▶ **PROBLEM DESCRIPTION**:
Which of the lines in the listing that follows hold "ConceptType"? Pull each one out.

%%

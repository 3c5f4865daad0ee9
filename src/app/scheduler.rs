use std::sync::Arc;

use eframe::egui::Vec2;
use log::debug;

use crate::knowledge::{ConceptId, ConceptType, GraphEdge};

use super::model::{Bounds, GraphModel, Placement, SimNode};
use super::physics::{ForceParams, ForceSimulator};
use super::render_utils::node_radius;

pub(in crate::app) const MAX_TICKS: u32 = 200;

#[derive(Clone, Debug)]
pub(in crate::app) struct PlacedNode {
    pub(in crate::app) id: ConceptId,
    pub(in crate::app) name: Arc<str>,
    pub(in crate::app) concept_type: ConceptType,
    pub(in crate::app) mention_count: u32,
    pub(in crate::app) position: Vec2,
}

impl PlacedNode {
    pub(in crate::app) fn radius(&self) -> f32 {
        node_radius(self.mention_count)
    }
}

#[derive(Clone, Debug)]
pub(in crate::app) struct LayoutSnapshot {
    pub(in crate::app) tick: u32,
    pub(in crate::app) nodes: Vec<PlacedNode>,
    pub(in crate::app) edges: Arc<[GraphEdge]>,
}

impl LayoutSnapshot {
    pub(in crate::app) fn empty() -> Self {
        Self {
            tick: 0,
            nodes: Vec::new(),
            edges: Arc::from(Vec::new()),
        }
    }

    fn capture(tick: u32, nodes: &[SimNode], edges: &Arc<[GraphEdge]>) -> Self {
        Self {
            tick,
            nodes: nodes
                .iter()
                .map(|node| PlacedNode {
                    id: node.id,
                    name: Arc::clone(&node.name),
                    concept_type: node.concept_type.clone(),
                    mention_count: node.mention_count,
                    position: node.position,
                })
                .collect(),
            edges: Arc::clone(edges),
        }
    }
}

#[derive(Clone, Copy, Debug, PartialEq, Eq)]
pub(in crate::app) enum SchedulerState {
    Idle,
    Running,
    Settled,
    Cancelled,
}

pub(in crate::app) struct AnimationScheduler {
    simulator: ForceSimulator,
    nodes: Vec<SimNode>,
    edges: Arc<[GraphEdge]>,
    ticks: u32,
    state: SchedulerState,
    snapshot: Arc<LayoutSnapshot>,
}

impl AnimationScheduler {
    pub(in crate::app) fn new() -> Self {
        Self {
            simulator: ForceSimulator::new(ForceParams::default()),
            nodes: Vec::new(),
            edges: Arc::from(Vec::new()),
            ticks: 0,
            state: SchedulerState::Idle,
            snapshot: Arc::new(LayoutSnapshot::empty()),
        }
    }

    pub(in crate::app) fn start(&mut self, model: &GraphModel, bounds: Bounds, placement: Placement) {
        self.nodes = model.place(bounds, &mut placement.rng());
        self.edges = Arc::clone(model.edges());
        self.ticks = 0;
        self.state = if self.nodes.is_empty() {
            SchedulerState::Settled
        } else {
            SchedulerState::Running
        };
        self.publish();
        debug!(
            "layout started: {} nodes, {} edges, {placement:?}",
            self.nodes.len(),
            self.edges.len()
        );
    }

    pub(in crate::app) fn tick(&mut self, bounds: Bounds) -> bool {
        if self.state != SchedulerState::Running {
            return false;
        }

        self.simulator.step(&mut self.nodes, &self.edges, bounds);
        self.ticks += 1;
        self.publish();

        if self.ticks >= MAX_TICKS {
            self.state = SchedulerState::Settled;
            debug!("layout settled after {} ticks", self.ticks);
        }
        true
    }

    pub(in crate::app) fn cancel(&mut self) {
        if self.state == SchedulerState::Running {
            debug!("layout cancelled at tick {}", self.ticks);
            self.state = SchedulerState::Cancelled;
        }
    }

    pub(in crate::app) fn state(&self) -> SchedulerState {
        self.state
    }

    pub(in crate::app) fn is_running(&self) -> bool {
        self.state == SchedulerState::Running
    }

    pub(in crate::app) fn ticks(&self) -> u32 {
        self.ticks
    }

    pub(in crate::app) fn snapshot(&self) -> Arc<LayoutSnapshot> {
        Arc::clone(&self.snapshot)
    }

    fn publish(&mut self) {
        self.snapshot = Arc::new(LayoutSnapshot::capture(self.ticks, &self.nodes, &self.edges));
    }
}
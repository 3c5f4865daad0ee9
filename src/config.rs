use std::time::Duration;

use anyhow::{Result, bail};
use clap::Parser;

#[derive(Debug, Parser)]
#[command(author, version, about)]
pub struct Args {
    /// Base URL of the analysis backend API.
    #[arg(long, default_value = "http://localhost:8000/api")]
    api_url: String,

    /// Maximum number of concepts requested for the graph.
    #[arg(long, default_value_t = 150)]
    limit: usize,

    /// Maximum number of reports processed by one bulk extraction.
    #[arg(long, default_value_t = 50)]
    extract_limit: usize,

    /// Seed for the initial node placement. Random when omitted.
    #[arg(long)]
    seed: Option<u64>,

    #[arg(long, default_value_t = 30)]
    request_timeout_secs: u64,
}

#[derive(Clone, Debug)]
pub struct Config {
    pub api_url: String,
    pub graph_limit: usize,
    pub extract_limit: usize,
    pub placement_seed: Option<u64>,
    pub request_timeout: Duration,
}

impl TryFrom<Args> for Config {
    type Error = anyhow::Error;

    fn try_from(args: Args) -> Result<Self> {
        if args.limit == 0 {
            bail!("--limit must be at least 1");
        }
        if args.request_timeout_secs == 0 {
            bail!("--request-timeout-secs must be at least 1");
        }

        Ok(Self {
            api_url: args.api_url,
            graph_limit: args.limit,
            extract_limit: args.extract_limit,
            placement_seed: args.seed,
            request_timeout: Duration::from_secs(args.request_timeout_secs),
        })
    }
}

#[cfg(test)]
mod tests {
    use super::*;

    fn config(args: &[&str]) -> Result<Config> {
        let args = Args::try_parse_from(std::iter::once("concept-graph").chain(args.iter().copied()))?;
        Config::try_from(args)
    }

    #[test]
    fn defaults_match_backend_conventions() {
        let config = config(&[]).unwrap();
        assert_eq!(config.api_url, "http://localhost:8000/api");
        assert_eq!(config.graph_limit, 150);
        assert_eq!(config.extract_limit, 50);
        assert_eq!(config.placement_seed, None);
        assert_eq!(config.request_timeout, Duration::from_secs(30));
    }

    #[test]
    fn flags_override_defaults() {
        let config = config(&[
            "--api-url",
            "http://backend:9000/api",
            "--limit",
            "40",
            "--seed",
            "7",
            "--request-timeout-secs",
            "5",
        ])
        .unwrap();
        assert_eq!(config.api_url, "http://backend:9000/api");
        assert_eq!(config.graph_limit, 40);
        assert_eq!(config.placement_seed, Some(7));
        assert_eq!(config.request_timeout, Duration::from_secs(5));
    }

    #[test]
    fn zero_limit_is_rejected() {
        assert!(config(&["--limit", "0"]).is_err());
    }
}
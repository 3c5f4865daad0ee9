use std::sync::Arc;
use std::time::Duration;

use eframe::egui::{self, Align, Color32, Context, Layout, Sense, Ui, vec2};

use crate::knowledge::{ConceptId, ConceptType, KnowledgeApi};

use super::super::model::{GraphModel, Placement};
use super::super::render_utils::type_color;
use super::super::scheduler::{AnimationScheduler, MAX_TICKS, SchedulerState};
use super::super::{AppState, ConceptGraphApp, DetailState, ViewModel};

pub(in crate::app) const ERROR_COLOR: Color32 = Color32::from_rgb(248, 113, 113);

#[derive(Default)]
pub(in crate::app) struct TopBarAction {
    pub(in crate::app) extract: bool,
    pub(in crate::app) reload: bool,
}

fn legend_entry(ui: &mut Ui, color: Color32, label: &str) {
    let (rect, _response) = ui.allocate_exact_size(vec2(12.0, 12.0), Sense::hover());
    ui.painter().circle_filled(rect.center(), 6.0, color);
    ui.label(label);
    ui.add_space(8.0);
}

impl ConceptGraphApp {
    pub(in crate::app) fn draw_top_bar(&self, ctx: &Context) -> TopBarAction {
        let mut action = TopBarAction::default();
        let is_extracting = self.extraction.is_some();
        let can_reload =
            !matches!(self.state, AppState::Loading { .. }) && self.reload_rx.is_none();

        egui::TopBottomPanel::top("top_bar")
            .resizable(false)
            .show(ctx, |ui| {
                ui.horizontal(|ui| {
                    ui.heading("Knowledge Graph");
                    ui.separator();

                    let extract_label = if is_extracting {
                        "Extracting..."
                    } else {
                        "Extract from All Reports"
                    };
                    if ui
                        .add_enabled(!is_extracting, egui::Button::new(extract_label))
                        .clicked()
                    {
                        action.extract = true;
                    }
                    if ui
                        .add_enabled(can_reload, egui::Button::new("Reload graph"))
                        .clicked()
                    {
                        action.reload = true;
                    }

                    ui.with_layout(Layout::right_to_left(Align::Center), |ui| {
                        if let Some(task) = &self.extraction
                            && let Some(progress) = task.progress()
                        {
                            ui.label(progress);
                        } else if let Some(error) = &self.extraction_error {
                            ui.colored_label(ERROR_COLOR, format!("Extraction failed: {error}"));
                        }
                    });
                });

                ui.label(
                    "Explore connections between concepts across all your analyzed content. \
                     Click on a node to see details and related reports.",
                );
                ui.horizontal_wrapped(|ui| {
                    for concept_type in &ConceptType::KNOWN {
                        legend_entry(ui, type_color(concept_type), concept_type.label());
                    }
                });
                ui.add_space(4.0);
            });

        action
    }

    pub(in crate::app) fn draw_empty_state(ui: &mut Ui, is_extracting: bool) -> bool {
        let mut clicked = false;
        ui.vertical_centered(|ui| {
            ui.add_space(120.0);
            ui.label("No concepts extracted yet.");
            ui.add_space(8.0);
            let label = if is_extracting {
                "Extracting..."
            } else {
                "Extract Concepts from Reports"
            };
            clicked = ui
                .add_enabled(!is_extracting, egui::Button::new(label))
                .clicked();
        });
        clicked
    }

    pub(in crate::app) fn draw_error_state(ui: &mut Ui, error: &str) -> bool {
        ui.heading("Failed to load knowledge graph");
        ui.add_space(6.0);
        ui.colored_label(ERROR_COLOR, error);
        ui.add_space(10.0);
        ui.button("Retry").clicked()
    }
}

impl ViewModel {
    pub(in crate::app) fn new(
        api: Arc<dyn KnowledgeApi>,
        model: GraphModel,
        placement: Placement,
    ) -> Self {
        Self {
            api,
            model,
            placement,
            scheduler: AnimationScheduler::new(),
            selected: None,
            detail: DetailState::Idle,
            detail_rx: None,
        }
    }

    pub(in crate::app) fn show(&mut self, ctx: &Context, is_reloading: bool) {
        self.poll_detail();

        egui::TopBottomPanel::bottom("stats")
            .resizable(false)
            .show(ctx, |ui| {
                ui.horizontal(|ui| {
                    ui.label(format!("{} concepts", self.model.nodes().len()));
                    ui.label(format!("{} connections", self.model.edges().len()));
                    ui.separator();
                    ui.label(self.layout_status_text());
                });
            });

        if self.selected.is_some() {
            egui::SidePanel::right("details")
                .resizable(true)
                .default_width(320.0)
                .show(ctx, |ui| self.draw_details(ui));
        }

        egui::CentralPanel::default()
            .frame(egui::Frame::NONE)
            .show(ctx, |ui| {
                if is_reloading {
                    ui.vertical_centered(|ui| {
                        ui.add_space(120.0);
                        ui.heading("Reloading knowledge graph...");
                        ui.add_space(8.0);
                        ui.spinner();
                    });
                } else {
                    self.draw_graph(ui);
                }
            });

        if self.detail_rx.is_some() {
            ctx.request_repaint_after(Duration::from_millis(100));
        }
    }

    fn layout_status_text(&self) -> String {
        match self.scheduler.state() {
            SchedulerState::Idle => "layout: waiting".to_owned(),
            SchedulerState::Running => {
                format!("layout: tick {}/{MAX_TICKS}", self.scheduler.ticks())
            }
            SchedulerState::Settled => "layout: settled".to_owned(),
            SchedulerState::Cancelled => {
                format!("layout: stopped at tick {}", self.scheduler.ticks())
            }
        }
    }

    pub(in crate::app) fn set_selected(&mut self, selected: Option<ConceptId>) {
        let Some(id) = selected else {
            self.selected = None;
            self.detail = DetailState::Idle;
            self.detail_rx = None;
            return;
        };

        let already_shown = self.selected == Some(id)
            && matches!(self.detail, DetailState::Loading | DetailState::Loaded(_));
        if already_shown {
            return;
        }

        self.selected = Some(id);
        self.request_detail(id);
    }
}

%%

▶ **RESPONSE**:
use crate::knowledge::{ConceptId, ConceptType, GraphEdge};
    pub(in crate::app) concept_type: ConceptType,
use crate::knowledge::{ConceptId, ConceptType, KnowledgeApi};
                    for concept_type in &ConceptType::KNOWN {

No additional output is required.